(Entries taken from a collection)
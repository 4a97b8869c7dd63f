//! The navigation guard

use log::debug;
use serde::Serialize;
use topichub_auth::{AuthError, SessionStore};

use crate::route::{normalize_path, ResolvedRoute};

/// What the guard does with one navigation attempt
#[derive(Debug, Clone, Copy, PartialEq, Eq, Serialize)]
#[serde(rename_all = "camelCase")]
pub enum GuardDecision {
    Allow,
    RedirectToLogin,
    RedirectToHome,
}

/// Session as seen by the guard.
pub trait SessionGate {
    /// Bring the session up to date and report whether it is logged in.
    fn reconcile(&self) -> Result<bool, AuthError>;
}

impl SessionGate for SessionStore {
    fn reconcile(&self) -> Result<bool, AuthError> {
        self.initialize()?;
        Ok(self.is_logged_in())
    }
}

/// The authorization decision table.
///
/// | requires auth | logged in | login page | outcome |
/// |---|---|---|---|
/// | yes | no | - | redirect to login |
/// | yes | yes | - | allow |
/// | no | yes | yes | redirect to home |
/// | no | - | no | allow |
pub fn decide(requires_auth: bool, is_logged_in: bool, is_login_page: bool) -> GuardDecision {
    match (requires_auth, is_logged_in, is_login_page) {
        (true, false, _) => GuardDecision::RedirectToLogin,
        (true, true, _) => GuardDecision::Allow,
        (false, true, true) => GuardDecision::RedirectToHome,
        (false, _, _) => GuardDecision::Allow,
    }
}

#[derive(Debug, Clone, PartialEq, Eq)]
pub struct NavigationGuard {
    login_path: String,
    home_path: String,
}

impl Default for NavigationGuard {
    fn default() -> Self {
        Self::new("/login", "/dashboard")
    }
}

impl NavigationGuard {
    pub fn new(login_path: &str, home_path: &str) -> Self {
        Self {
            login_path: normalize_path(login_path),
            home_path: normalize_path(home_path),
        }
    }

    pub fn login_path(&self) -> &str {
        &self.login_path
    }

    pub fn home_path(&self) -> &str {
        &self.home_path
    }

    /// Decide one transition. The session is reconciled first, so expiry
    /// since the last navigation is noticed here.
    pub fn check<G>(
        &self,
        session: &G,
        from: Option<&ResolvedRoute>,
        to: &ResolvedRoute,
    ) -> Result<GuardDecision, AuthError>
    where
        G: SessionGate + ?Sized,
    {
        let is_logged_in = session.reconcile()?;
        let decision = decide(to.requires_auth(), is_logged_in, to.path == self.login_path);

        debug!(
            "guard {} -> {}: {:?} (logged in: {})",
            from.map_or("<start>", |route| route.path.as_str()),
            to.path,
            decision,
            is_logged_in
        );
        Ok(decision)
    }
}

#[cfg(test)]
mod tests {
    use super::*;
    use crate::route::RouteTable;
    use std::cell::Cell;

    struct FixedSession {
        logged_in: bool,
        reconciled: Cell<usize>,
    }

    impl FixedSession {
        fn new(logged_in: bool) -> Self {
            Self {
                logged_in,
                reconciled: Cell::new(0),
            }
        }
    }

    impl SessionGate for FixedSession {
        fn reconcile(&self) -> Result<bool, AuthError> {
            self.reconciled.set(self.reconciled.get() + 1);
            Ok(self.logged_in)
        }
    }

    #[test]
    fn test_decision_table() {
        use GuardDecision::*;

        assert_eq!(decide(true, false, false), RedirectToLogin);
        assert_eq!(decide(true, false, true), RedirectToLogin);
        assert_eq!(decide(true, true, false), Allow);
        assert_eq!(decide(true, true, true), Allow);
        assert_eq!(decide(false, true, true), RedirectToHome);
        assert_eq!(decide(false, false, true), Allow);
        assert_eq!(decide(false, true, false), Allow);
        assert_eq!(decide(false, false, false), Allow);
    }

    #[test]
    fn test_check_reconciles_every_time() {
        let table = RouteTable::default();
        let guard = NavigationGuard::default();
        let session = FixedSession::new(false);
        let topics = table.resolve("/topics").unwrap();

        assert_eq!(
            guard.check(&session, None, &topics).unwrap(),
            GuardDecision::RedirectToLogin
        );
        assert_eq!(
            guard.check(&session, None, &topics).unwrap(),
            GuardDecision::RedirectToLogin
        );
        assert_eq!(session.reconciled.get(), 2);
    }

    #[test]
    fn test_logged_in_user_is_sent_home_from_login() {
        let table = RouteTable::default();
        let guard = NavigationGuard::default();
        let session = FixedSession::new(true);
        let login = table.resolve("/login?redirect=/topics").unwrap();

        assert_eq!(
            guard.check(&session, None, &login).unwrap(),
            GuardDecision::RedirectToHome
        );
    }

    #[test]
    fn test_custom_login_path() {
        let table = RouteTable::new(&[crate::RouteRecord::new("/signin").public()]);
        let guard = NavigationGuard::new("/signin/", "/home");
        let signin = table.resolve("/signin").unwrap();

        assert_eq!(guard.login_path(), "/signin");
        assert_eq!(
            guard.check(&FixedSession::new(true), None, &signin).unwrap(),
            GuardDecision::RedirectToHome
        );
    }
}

...

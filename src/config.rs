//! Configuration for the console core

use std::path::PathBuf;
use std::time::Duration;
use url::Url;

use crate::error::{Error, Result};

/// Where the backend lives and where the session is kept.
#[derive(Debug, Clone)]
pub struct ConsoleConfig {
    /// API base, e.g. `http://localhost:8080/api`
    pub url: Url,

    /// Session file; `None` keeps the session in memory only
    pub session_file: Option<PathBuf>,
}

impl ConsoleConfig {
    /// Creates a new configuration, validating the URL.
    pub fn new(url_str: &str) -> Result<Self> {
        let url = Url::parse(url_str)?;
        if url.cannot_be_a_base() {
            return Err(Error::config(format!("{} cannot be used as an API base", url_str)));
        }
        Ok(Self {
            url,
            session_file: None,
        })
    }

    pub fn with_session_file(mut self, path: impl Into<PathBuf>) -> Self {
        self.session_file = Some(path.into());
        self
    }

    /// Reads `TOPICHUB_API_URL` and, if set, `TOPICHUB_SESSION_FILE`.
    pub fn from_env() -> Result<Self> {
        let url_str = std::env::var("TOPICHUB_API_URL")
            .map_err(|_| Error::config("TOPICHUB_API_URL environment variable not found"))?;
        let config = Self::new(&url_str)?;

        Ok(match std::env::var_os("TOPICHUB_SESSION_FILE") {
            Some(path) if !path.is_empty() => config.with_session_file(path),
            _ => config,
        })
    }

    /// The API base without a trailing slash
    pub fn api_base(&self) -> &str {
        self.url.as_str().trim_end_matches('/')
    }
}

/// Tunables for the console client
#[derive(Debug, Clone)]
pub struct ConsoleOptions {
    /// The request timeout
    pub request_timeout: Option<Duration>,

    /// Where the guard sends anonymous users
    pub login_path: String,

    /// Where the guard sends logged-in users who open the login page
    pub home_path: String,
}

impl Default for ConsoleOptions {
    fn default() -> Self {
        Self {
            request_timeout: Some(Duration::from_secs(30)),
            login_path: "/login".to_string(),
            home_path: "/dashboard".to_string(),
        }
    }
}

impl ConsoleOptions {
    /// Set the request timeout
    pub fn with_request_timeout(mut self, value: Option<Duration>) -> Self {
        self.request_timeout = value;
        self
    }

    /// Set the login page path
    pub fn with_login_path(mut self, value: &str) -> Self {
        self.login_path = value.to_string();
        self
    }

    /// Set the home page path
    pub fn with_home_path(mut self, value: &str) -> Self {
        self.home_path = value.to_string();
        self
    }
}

• WHAT THE EXERCISE ASKS: Which lines of the data above contain the string "Duration"? Copy each of them.

• SOLUTION FOR THIS TASK:
use std::time::Duration;
    pub request_timeout: Option<Duration>,
            request_timeout: Some(Duration::from_secs(30)),
    pub fn with_request_timeout(mut self, value: Option<Duration>) -> Self {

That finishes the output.